TASK STATEMENT
Copy exactly the stretch of data below from the line with "#[derive(Copy, Clone, Debug, Default)]" through the line with "take effect immediately.", including both of those lines.

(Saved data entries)
+++

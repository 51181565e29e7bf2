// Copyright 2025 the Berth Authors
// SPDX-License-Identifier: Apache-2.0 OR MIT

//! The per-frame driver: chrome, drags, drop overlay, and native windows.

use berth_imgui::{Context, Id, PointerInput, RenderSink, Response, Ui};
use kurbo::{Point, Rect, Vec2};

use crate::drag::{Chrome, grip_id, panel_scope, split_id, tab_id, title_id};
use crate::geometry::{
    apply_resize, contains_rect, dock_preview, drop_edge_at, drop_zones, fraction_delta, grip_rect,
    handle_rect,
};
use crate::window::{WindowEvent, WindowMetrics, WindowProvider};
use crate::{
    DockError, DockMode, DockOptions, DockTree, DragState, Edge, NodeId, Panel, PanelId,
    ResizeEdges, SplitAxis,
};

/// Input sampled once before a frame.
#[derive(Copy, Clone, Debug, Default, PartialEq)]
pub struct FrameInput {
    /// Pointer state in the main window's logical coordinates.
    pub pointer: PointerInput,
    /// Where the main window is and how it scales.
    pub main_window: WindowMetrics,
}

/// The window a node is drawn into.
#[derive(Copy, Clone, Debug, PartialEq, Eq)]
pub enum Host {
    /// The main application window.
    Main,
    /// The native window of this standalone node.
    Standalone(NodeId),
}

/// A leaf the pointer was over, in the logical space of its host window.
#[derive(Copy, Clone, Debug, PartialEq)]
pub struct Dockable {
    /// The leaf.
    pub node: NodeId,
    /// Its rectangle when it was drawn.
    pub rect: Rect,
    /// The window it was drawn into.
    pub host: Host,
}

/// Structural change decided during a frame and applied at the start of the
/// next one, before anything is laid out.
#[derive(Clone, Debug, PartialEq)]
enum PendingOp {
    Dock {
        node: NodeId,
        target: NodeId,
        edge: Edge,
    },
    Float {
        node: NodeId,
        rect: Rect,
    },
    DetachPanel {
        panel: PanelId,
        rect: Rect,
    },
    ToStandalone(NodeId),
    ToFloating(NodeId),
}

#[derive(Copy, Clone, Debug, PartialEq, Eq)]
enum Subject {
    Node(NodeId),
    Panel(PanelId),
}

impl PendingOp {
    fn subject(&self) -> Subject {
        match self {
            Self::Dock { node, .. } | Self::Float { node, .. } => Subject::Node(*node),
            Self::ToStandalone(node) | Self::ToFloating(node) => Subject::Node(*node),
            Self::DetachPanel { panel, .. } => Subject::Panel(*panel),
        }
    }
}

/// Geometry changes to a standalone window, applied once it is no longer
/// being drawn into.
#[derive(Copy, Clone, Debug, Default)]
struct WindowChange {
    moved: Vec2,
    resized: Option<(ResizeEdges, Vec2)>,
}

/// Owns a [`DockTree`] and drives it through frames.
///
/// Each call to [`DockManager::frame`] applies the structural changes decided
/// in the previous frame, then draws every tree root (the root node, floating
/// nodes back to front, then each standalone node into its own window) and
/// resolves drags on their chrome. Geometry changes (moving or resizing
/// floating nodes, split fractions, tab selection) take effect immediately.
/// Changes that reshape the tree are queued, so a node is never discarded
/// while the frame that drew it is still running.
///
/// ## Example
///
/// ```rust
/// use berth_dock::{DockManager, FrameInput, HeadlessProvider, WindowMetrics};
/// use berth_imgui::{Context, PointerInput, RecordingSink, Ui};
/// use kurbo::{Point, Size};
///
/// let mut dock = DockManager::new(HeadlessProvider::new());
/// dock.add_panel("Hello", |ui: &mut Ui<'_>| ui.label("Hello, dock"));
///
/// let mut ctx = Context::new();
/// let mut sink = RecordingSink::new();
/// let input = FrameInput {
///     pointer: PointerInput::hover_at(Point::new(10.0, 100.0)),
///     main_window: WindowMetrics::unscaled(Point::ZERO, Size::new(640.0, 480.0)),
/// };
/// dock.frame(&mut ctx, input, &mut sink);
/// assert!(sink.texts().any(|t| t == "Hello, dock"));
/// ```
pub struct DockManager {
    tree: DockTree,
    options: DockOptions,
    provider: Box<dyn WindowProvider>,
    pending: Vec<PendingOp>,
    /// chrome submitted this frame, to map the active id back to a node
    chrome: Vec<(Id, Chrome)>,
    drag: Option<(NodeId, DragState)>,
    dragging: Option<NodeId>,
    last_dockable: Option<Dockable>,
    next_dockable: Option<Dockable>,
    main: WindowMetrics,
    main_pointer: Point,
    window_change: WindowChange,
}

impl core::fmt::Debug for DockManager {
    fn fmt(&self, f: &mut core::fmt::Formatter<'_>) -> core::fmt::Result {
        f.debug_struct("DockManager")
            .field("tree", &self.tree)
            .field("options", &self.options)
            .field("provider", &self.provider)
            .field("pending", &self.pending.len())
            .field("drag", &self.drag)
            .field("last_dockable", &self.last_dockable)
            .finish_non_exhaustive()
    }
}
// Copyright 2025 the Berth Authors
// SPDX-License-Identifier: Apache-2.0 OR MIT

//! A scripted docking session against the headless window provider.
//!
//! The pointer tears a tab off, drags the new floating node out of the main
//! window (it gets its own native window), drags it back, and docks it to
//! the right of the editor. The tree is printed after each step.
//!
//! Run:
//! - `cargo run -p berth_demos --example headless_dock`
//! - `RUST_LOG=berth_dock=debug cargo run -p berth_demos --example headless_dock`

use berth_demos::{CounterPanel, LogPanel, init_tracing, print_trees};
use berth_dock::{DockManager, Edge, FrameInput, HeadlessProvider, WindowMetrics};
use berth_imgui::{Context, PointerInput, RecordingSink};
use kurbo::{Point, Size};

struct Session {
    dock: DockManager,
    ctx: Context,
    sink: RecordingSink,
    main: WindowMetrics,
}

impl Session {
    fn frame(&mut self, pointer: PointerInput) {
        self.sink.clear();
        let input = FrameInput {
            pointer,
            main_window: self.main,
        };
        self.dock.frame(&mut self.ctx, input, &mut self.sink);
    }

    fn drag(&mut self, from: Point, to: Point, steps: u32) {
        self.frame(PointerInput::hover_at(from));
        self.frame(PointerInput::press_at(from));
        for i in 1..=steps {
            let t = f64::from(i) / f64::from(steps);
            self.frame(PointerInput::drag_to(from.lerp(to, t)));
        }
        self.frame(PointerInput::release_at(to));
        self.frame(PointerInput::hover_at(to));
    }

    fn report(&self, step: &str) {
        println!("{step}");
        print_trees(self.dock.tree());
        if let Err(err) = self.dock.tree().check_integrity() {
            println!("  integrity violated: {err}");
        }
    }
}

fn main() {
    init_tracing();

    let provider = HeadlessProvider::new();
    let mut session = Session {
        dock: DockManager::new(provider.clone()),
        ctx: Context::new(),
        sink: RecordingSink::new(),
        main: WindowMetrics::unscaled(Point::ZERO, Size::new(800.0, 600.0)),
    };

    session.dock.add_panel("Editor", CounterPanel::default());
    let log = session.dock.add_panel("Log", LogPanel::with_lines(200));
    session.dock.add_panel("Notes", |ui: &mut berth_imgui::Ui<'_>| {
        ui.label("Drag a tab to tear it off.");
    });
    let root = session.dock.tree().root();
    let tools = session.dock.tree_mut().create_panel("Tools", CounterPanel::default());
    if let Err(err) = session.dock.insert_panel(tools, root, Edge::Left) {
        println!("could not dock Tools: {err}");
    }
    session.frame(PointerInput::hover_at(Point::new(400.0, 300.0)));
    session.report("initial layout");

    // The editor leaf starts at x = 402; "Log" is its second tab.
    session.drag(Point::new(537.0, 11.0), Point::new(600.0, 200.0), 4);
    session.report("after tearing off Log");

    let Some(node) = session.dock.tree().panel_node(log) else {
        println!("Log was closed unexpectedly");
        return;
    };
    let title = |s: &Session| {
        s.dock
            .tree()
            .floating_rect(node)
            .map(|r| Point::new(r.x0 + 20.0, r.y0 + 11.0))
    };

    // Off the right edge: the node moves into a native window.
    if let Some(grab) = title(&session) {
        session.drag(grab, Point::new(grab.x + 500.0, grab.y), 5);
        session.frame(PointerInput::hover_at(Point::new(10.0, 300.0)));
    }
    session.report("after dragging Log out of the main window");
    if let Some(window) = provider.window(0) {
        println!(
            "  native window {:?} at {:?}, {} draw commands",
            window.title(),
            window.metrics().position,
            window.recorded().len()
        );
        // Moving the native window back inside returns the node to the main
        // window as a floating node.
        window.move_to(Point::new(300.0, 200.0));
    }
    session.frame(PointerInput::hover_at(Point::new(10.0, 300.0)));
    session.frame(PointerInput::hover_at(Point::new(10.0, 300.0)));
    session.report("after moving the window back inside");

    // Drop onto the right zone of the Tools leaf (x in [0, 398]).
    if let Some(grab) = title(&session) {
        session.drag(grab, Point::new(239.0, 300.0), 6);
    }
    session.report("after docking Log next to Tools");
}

+++

SOLUTION TO THE EXERCISE
#[derive(Copy, Clone, Debug, Default)]
struct WindowChange {
    moved: Vec2,
    resized: Option<(ResizeEdges, Vec2)>,
}

/// Owns a [`DockTree`] and drives it through frames.
///
/// Each call to [`DockManager::frame`] applies the structural changes decided
/// in the previous frame, then draws every tree root (the root node, floating
/// nodes back to front, then each standalone node into its own window) and
/// resolves drags on their chrome. Geometry changes (moving or resizing
/// floating nodes, split fractions, tab selection) take effect immediately.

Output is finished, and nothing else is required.